■ Directions
Somewhere below is a line with "write_both(game_state, mover, to, undo.captured_cell);" and, later, a line with "use super::*;"; repeat those two lines and all the lines between them, exactly as they are.
***** Extracted information
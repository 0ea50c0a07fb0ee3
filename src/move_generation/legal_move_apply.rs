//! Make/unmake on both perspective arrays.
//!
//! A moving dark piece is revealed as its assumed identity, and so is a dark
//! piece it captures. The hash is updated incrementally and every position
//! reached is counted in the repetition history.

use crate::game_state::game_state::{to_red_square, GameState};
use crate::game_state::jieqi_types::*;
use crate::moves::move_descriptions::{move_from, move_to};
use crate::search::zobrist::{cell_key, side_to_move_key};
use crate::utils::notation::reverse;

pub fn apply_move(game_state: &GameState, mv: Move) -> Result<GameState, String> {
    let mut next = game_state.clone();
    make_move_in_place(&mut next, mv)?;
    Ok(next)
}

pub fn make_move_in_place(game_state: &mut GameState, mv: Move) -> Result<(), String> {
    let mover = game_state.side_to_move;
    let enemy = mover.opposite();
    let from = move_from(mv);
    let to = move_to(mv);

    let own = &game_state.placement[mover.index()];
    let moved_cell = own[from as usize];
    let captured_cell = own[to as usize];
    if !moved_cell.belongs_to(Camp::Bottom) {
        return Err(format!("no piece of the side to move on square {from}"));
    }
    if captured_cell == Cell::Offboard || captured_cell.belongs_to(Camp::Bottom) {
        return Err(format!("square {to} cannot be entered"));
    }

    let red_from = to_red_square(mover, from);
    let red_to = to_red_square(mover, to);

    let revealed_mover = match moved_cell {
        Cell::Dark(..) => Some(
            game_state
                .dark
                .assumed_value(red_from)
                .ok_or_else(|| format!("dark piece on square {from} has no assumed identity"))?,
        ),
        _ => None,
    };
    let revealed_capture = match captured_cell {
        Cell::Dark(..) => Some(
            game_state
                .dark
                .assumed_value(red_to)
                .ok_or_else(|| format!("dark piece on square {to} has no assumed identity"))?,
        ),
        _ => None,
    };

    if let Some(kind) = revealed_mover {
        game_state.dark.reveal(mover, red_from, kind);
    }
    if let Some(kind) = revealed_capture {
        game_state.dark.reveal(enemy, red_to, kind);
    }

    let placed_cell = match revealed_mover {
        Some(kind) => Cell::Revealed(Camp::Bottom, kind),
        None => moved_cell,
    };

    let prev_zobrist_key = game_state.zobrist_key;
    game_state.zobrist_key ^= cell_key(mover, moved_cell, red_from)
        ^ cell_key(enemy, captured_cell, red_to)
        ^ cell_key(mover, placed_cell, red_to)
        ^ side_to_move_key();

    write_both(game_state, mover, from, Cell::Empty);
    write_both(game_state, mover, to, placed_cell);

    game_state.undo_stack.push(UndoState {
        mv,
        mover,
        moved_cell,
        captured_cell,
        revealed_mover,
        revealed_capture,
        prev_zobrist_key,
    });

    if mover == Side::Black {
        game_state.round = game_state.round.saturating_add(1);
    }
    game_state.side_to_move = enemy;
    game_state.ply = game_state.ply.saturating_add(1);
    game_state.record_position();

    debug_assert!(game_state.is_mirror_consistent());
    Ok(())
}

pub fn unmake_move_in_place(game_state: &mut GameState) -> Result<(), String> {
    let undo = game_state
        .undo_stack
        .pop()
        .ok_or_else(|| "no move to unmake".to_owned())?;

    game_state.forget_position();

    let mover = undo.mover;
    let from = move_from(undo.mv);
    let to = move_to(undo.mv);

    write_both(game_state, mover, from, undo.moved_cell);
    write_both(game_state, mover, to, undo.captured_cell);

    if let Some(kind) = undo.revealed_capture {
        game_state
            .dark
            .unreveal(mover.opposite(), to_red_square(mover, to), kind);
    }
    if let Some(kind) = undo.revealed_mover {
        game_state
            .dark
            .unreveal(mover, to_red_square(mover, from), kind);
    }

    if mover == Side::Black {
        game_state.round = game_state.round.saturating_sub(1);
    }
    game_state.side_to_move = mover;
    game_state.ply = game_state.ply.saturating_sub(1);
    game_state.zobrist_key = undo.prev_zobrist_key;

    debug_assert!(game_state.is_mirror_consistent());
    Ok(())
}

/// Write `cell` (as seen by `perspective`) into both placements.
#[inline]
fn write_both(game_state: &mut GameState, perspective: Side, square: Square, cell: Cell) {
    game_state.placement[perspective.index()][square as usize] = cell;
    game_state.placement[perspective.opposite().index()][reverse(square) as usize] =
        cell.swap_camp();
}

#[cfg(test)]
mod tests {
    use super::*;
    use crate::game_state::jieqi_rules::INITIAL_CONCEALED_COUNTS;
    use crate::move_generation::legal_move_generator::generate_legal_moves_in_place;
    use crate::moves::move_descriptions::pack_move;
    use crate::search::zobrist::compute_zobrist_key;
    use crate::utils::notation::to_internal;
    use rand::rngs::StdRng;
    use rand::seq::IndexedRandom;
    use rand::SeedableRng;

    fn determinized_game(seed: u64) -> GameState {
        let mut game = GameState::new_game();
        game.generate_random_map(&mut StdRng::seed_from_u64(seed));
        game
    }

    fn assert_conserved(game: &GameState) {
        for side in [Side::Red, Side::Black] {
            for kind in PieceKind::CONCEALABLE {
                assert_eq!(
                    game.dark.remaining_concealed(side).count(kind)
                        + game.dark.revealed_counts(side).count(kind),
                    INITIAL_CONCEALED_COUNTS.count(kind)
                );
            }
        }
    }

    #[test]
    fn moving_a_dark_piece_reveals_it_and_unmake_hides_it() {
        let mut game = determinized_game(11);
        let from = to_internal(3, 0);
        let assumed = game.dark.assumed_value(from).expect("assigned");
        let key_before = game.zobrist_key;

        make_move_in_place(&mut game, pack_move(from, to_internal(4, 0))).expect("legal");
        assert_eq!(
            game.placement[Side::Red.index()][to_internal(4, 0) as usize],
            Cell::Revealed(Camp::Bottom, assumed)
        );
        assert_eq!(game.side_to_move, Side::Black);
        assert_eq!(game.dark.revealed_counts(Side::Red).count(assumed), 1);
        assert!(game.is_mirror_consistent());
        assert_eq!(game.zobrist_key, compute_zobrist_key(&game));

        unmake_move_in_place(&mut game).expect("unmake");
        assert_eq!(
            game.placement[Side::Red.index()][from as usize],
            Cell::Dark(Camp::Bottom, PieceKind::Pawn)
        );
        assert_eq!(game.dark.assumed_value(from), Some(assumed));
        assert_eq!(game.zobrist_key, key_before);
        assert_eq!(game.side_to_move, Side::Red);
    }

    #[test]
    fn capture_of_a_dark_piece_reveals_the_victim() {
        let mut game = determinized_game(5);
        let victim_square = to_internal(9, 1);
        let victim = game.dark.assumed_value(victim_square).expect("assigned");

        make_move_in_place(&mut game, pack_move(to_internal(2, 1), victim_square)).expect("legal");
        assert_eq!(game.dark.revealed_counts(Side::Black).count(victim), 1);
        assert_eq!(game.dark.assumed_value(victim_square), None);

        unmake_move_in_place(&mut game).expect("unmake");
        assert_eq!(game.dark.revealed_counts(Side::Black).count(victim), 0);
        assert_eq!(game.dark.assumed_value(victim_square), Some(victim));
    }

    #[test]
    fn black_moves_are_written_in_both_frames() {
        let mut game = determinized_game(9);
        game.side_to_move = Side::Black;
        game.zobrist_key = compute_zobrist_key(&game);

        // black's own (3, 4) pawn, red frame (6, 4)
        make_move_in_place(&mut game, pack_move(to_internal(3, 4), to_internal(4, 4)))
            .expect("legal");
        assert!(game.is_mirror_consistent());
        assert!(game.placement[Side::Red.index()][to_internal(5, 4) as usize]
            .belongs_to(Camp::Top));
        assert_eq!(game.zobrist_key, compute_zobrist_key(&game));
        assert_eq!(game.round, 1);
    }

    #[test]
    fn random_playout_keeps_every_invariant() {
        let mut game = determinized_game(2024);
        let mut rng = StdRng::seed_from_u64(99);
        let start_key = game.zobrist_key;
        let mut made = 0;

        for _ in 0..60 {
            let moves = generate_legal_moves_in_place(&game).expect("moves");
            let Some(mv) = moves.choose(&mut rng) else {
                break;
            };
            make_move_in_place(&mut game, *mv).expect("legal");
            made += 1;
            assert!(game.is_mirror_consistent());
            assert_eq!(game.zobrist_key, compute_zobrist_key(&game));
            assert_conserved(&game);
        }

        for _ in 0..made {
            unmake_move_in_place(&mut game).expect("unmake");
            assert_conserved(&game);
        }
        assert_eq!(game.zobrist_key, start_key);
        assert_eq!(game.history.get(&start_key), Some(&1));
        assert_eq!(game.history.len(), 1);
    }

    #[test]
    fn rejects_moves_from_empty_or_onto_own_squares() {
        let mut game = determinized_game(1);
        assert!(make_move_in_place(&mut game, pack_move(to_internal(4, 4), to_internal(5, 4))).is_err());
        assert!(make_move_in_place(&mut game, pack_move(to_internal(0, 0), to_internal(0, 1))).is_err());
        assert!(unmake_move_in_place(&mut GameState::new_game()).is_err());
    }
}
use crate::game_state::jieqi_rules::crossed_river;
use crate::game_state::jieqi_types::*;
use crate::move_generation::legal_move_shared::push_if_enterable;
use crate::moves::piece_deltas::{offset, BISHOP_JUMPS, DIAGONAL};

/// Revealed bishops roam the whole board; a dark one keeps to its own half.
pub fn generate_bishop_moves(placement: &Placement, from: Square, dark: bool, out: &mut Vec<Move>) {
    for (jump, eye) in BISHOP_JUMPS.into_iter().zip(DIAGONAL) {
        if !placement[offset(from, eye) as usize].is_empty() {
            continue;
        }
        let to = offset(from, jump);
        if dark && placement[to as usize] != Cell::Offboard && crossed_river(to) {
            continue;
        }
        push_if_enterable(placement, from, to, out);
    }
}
**********
■ Expected answer
    write_both(game_state, mover, to, undo.captured_cell);

    if let Some(kind) = undo.revealed_capture {
        game_state
            .dark
            .unreveal(mover.opposite(), to_red_square(mover, to), kind);
    }
    if let Some(kind) = undo.revealed_mover {
        game_state
            .dark
            .unreveal(mover, to_red_square(mover, from), kind);
    }

    if mover == Side::Black {
        game_state.round = game_state.round.saturating_sub(1);
    }
    game_state.side_to_move = mover;
    game_state.ply = game_state.ply.saturating_sub(1);
    game_state.zobrist_key = undo.prev_zobrist_key;

    debug_assert!(game_state.is_mirror_consistent());
    Ok(())
}

/// Write `cell` (as seen by `perspective`) into both placements.
#[inline]
fn write_both(game_state: &mut GameState, perspective: Side, square: Square, cell: Cell) {
    game_state.placement[perspective.index()][square as usize] = cell;
    game_state.placement[perspective.opposite().index()][reverse(square) as usize] =
        cell.swap_camp();
}

#[cfg(test)]
mod tests {
    use super::*;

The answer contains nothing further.